» Raw data:
<<<<

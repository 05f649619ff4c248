//! Map client fronted by a near cache.
//!
//! Reads are served locally when possible. A read miss marks its key before
//! the remote call and only publishes the result if no invalidation for that
//! key arrived in between. Writes go to the cluster first and then drop the
//! local copy; the cluster's own invalidation event follows later.

use std::collections::{HashMap, HashSet};
use std::sync::{Arc, Mutex, MutexGuard, PoisonError};
use std::time::Duration;

use nearcache_core::{NearCacheConfig, NearCacheResult, PartitionService};
use nearcache_invalidation::{InvalidationTracker, ReconciliationScheduler, RegistrationId};
use nearcache_store::{CacheKey, CacheLookup, CacheStatistics, CacheValue, GuardedCacheStore};

use crate::handler::{InvalidationHandler, LegacyInvalidationHandler, SequenceAwareInvalidationHandler};
use crate::remote::{
    InvalidationEvent, InvalidationListener, ListenerKind, RemoteMapService, SubscriptionId,
    SubscriptionTopic,
};

/// Marks owned by one read, released on every exit path.
///
/// Dropping the guard force-unmarks whatever was not published, so a failed
/// or cancelled remote call never leaves a slot stuck.
struct PopulateGuard<'a, K: CacheKey, V: CacheValue> {
    store: &'a GuardedCacheStore<K, V>,
    owned: HashSet<K>,
}

impl<'a, K: CacheKey, V: CacheValue> PopulateGuard<'a, K, V> {
    fn new(store: &'a GuardedCacheStore<K, V>) -> Self {
        Self {
            store,
            owned: HashSet::new(),
        }
    }

    fn mark(&mut self, key: &K) -> bool {
        if self.owned.contains(key) || !self.store.try_mark(key) {
            return false;
        }
        self.owned.insert(key.clone());
        true
    }

    /// Publish `value` if this guard still owns the key's mark.
    fn publish(&mut self, key: K, value: Option<V>) -> bool {
        if !self.owned.remove(&key) {
            return false;
        }
        self.store.publish_marked(key, value)
    }
}

impl<K: CacheKey, V: CacheValue> Drop for PopulateGuard<'_, K, V> {
    fn drop(&mut self) {
        for key in self.owned.drain() {
            self.store.release_mark(&key);
        }
    }
}

struct NearCache<K, V> {
    store: Arc<GuardedCacheStore<K, V>>,
    listener: Option<ListenerKind>,
    registration: Mutex<Option<RegistrationId>>,
    subscription: Mutex<Option<SubscriptionId>>,
}

fn lock<T>(mutex: &Mutex<T>) -> MutexGuard<'_, T> {
    mutex.lock().unwrap_or_else(PoisonError::into_inner)
}

/// Client for one remote map with a near cache in front of it.
pub struct CachedMapClient<K, V> {
    name: String,
    remote: Arc<dyn RemoteMapService<K, V>>,
    scheduler: Arc<ReconciliationScheduler>,
    near: Option<NearCache<K, V>>,
}

impl<K: CacheKey, V: CacheValue> CachedMapClient<K, V> {
    /// Build the near cache for `remote` and subscribe to invalidations.
    ///
    /// Clusters at 3.8 or later get sequence-aware handling and a tracker
    /// registered with `scheduler`; older clusters get the legacy handler.
    ///
    /// # Errors
    ///
    /// Returns a configuration error for an invalid `config`, or the remote
    /// error if the invalidation subscription fails.
    pub async fn connect(
        config: NearCacheConfig,
        remote: Arc<dyn RemoteMapService<K, V>>,
        partitions: Arc<dyn PartitionService>,
        scheduler: Arc<ReconciliationScheduler>,
    ) -> NearCacheResult<Self> {
        config.validate()?;
        let name = remote.map_name().to_string();

        if !config.enabled {
            tracing::debug!(map = %name, "Near cache disabled, reads go to the cluster");
            return Ok(Self {
                name,
                remote,
                scheduler,
                near: None,
            });
        }

        let store = Arc::new(GuardedCacheStore::from_config(
            &config,
            partitions.partition_count() as usize,
        )?);

        let mut near = NearCache {
            store: Arc::clone(&store),
            listener: None,
            registration: Mutex::new(None),
            subscription: Mutex::new(None),
        };

        if config.invalidate_on_change {
            let version = remote.server_version();
            let tracker = version.supports_sequenced_invalidation().then(|| {
                Arc::new(InvalidationTracker::new(Arc::clone(&store), partitions, scheduler.config()))
            });
            let handler: Arc<dyn InvalidationHandler<K>> = match &tracker {
                Some(tracker) => Arc::new(SequenceAwareInvalidationHandler::new(Arc::clone(tracker))),
                None => Arc::new(LegacyInvalidationHandler::new(Arc::clone(&store))),
            };

            let kind = handler.kind();
            let listener: InvalidationListener<K> =
                Arc::new(move |event: InvalidationEvent<K>| handler.handle(event));
            let id = remote
                .subscribe(SubscriptionTopic::new(name.clone(), kind), listener)
                .await?;
            *near.subscription.get_mut().unwrap_or_else(PoisonError::into_inner) = Some(id);
            near.listener = Some(kind);

            if let Some(tracker) = tracker {
                let id = scheduler.register(tracker).await;
                *near.registration.get_mut().unwrap_or_else(PoisonError::into_inner) = Some(id);
            }

            tracing::info!(
                map = %name,
                %version,
                listener = ?kind,
                "Near cache invalidation listener registered"
            );
        }

        Ok(Self {
            name,
            remote,
            scheduler,
            near: Some(near),
        })
    }

    pub fn name(&self) -> &str {
        &self.name
    }

    /// Invalidation stream in use, `None` without invalidate-on-change.
    pub fn listener_kind(&self) -> Option<ListenerKind> {
        self.near.as_ref().and_then(|near| near.listener)
    }

    /// Near cache counters, `None` when the near cache is disabled.
    pub fn statistics(&self) -> Option<CacheStatistics> {
        self.near.as_ref().map(|near| near.store.statistics())
    }

    /// The guarded store backing the near cache.
    pub fn near_cache(&self) -> Option<&Arc<GuardedCacheStore<K, V>>> {
        self.near.as_ref().map(|near| &near.store)
    }

    fn invalidate(&self, key: &K) {
        if let Some(near) = &self.near {
            near.store.invalidate(key);
        }
    }

    fn clear_near_cache(&self) {
        if let Some(near) = &self.near {
            near.store.clear();
        }
    }

    // ------------------------------------------------------------------------
    // Reads
    // ------------------------------------------------------------------------

    pub async fn get(&self, key: &K) -> NearCacheResult<Option<V>> {
        let Some(near) = &self.near else {
            return Ok(self.remote.get(key).await?);
        };
        if let CacheLookup::Hit(value) = near.store.get(key) {
            return Ok(value);
        }

        let mut guard = PopulateGuard::new(&near.store);
        guard.mark(key);
        match self.remote.get(key).await {
            Ok(value) => {
                guard.publish(key.clone(), value.clone());
                Ok(value)
            }
            Err(e) => {
                drop(guard);
                // An invalidation may have been lost while the key was marked.
                near.store.invalidate(key);
                Err(e.into())
            }
        }
    }

    /// Values for `keys`, cached ones first. Keys without a value are absent
    /// from the result.
    pub async fn get_all(&self, keys: &[K]) -> NearCacheResult<HashMap<K, V>> {
        let Some(near) = &self.near else {
            return Ok(self.remote.get_all(keys).await?.into_iter().collect());
        };

        let mut found = HashMap::with_capacity(keys.len());
        let mut missing = Vec::new();
        for key in keys {
            match near.store.get(key) {
                CacheLookup::Hit(Some(value)) => {
                    found.insert(key.clone(), value);
                }
                CacheLookup::Hit(None) => {}
                CacheLookup::Miss => missing.push(key.clone()),
            }
        }
        if missing.is_empty() {
            return Ok(found);
        }

        let mut guard = PopulateGuard::new(&near.store);
        for key in &missing {
            guard.mark(key);
        }
        for (key, value) in self.remote.get_all(&missing).await? {
            guard.publish(key.clone(), Some(value.clone()));
            found.insert(key, value);
        }
        Ok(found)
    }

    /// Answered locally when the key is cached, otherwise by the cluster.
    pub async fn contains_key(&self, key: &K) -> NearCacheResult<bool> {
        if let Some(near) = &self.near {
            if let CacheLookup::Hit(value) = near.store.get(key) {
                return Ok(value.is_some());
            }
        }
        Ok(self.remote.contains_key(key).await?)
    }

    // ------------------------------------------------------------------------
    // Writes
    // ------------------------------------------------------------------------

    pub async fn put(&self, key: K, value: V, ttl: Option<Duration>) -> NearCacheResult<Option<V>> {
        let previous = self.remote.put(key.clone(), value, ttl).await?;
        self.invalidate(&key);
        Ok(previous)
    }

    pub async fn set(&self, key: K, value: V, ttl: Option<Duration>) -> NearCacheResult<()> {
        self.remote.set(key.clone(), value, ttl).await?;
        self.invalidate(&key);
        Ok(())
    }

    pub async fn put_transient(&self, key: K, value: V, ttl: Option<Duration>) -> NearCacheResult<()> {
        self.remote.put_transient(key.clone(), value, ttl).await?;
        self.invalidate(&key);
        Ok(())
    }

    pub async fn put_if_absent(&self, key: K, value: V, ttl: Option<Duration>) -> NearCacheResult<Option<V>> {
        let existing = self.remote.put_if_absent(key.clone(), value, ttl).await?;
        self.invalidate(&key);
        Ok(existing)
    }

    pub async fn put_all(&self, entries: Vec<(K, V)>) -> NearCacheResult<()> {
        let keys: Vec<K> = entries.iter().map(|(key, _)| key.clone()).collect();
        self.remote.put_all(entries).await?;
        for key in &keys {
            self.invalidate(key);
        }
        Ok(())
    }

    pub async fn try_put(&self, key: K, value: V, timeout: Duration) -> NearCacheResult<bool> {
        let written = self.remote.try_put(key.clone(), value, timeout).await?;
        self.invalidate(&key);
        Ok(written)
    }

    pub async fn replace(&self, key: K, value: V) -> NearCacheResult<Option<V>> {
        let previous = self.remote.replace(key.clone(), value).await?;
        self.invalidate(&key);
        Ok(previous)
    }

    pub async fn replace_if_same(&self, key: K, old_value: V, new_value: V) -> NearCacheResult<bool> {
        let replaced = self
            .remote
            .replace_if_same(key.clone(), old_value, new_value)
            .await?;
        self.invalidate(&key);
        Ok(replaced)
    }

    pub async fn remove(&self, key: &K) -> NearCacheResult<Option<V>> {
        let previous = self.remote.remove(key).await?;
        self.invalidate(key);
        Ok(previous)
    }

    pub async fn remove_if_same(&self, key: &K, value: V) -> NearCacheResult<bool> {
        let removed = self.remote.remove_if_same(key, value).await?;
        self.invalidate(key);
        Ok(removed)
    }

    pub async fn delete(&self, key: &K) -> NearCacheResult<()> {
        self.remote.delete(key).await?;
        self.invalidate(key);
        Ok(())
    }

    pub async fn try_remove(&self, key: &K, timeout: Duration) -> NearCacheResult<bool> {
        let removed = self.remote.try_remove(key, timeout).await?;
        self.invalidate(key);
        Ok(removed)
    }

    pub async fn evict(&self, key: &K) -> NearCacheResult<bool> {
        let evicted = self.remote.evict(key).await?;
        self.invalidate(key);
        Ok(evicted)
    }

    pub async fn evict_all(&self) -> NearCacheResult<()> {
        self.remote.evict_all().await?;
        self.clear_near_cache();
        Ok(())
    }

    pub async fn clear(&self) -> NearCacheResult<()> {
        self.remote.clear().await?;
        self.clear_near_cache();
        Ok(())
    }

    // ------------------------------------------------------------------------
    // Lifecycle
    // ------------------------------------------------------------------------

    /// Detach from the cluster's invalidation stream and drop local state.
    ///
    /// The remote map itself is left untouched. Local teardown happens even
    /// when unsubscribing fails; the listener is then kept on record so a
    /// later call retries it.
    ///
    /// # Errors
    ///
    /// Returns the remote error if the listener could not be removed.
    pub async fn destroy(&self) -> NearCacheResult<()> {
        let Some(near) = &self.near else {
            return Ok(());
        };

        let registration = lock(&near.registration).take();
        if let Some(id) = registration {
            self.scheduler.deregister(id);
        }
        near.store.clear();

        let subscription = lock(&near.subscription).take();
        if let Some(id) = subscription {
            match self.remote.unsubscribe(id).await {
                Ok(true) => {}
                Ok(false) => {
                    tracing::debug!(map = %self.name, subscription = %id, "Invalidation listener already gone");
                }
                Err(e) => {
                    *lock(&near.subscription) = Some(id);
                    tracing::warn!(
                        map = %self.name,
                        subscription = %id,
                        error = %e,
                        "Failed to remove invalidation listener"
                    );
                    return Err(e.into());
                }
            }
        }

        tracing::info!(map = %self.name, "Near cache destroyed");
        Ok(())
    }
}

impl<K, V> std::fmt::Debug for CachedMapClient<K, V> {
    fn fmt(&self, f: &mut std::fmt::Formatter<'_>) -> std::fmt::Result {
        f.debug_struct("CachedMapClient")
            .field("name", &self.name)
            .field("near_cache", &self.near.is_some())
            .finish_non_exhaustive()
    }
}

>>>>

» What to do: When a line among the entries above contains "SubscriptionId", copy it.

» Exercise solution:
    InvalidationEvent, InvalidationListener, ListenerKind, RemoteMapService, SubscriptionId,
    subscription: Mutex<Option<SubscriptionId>>,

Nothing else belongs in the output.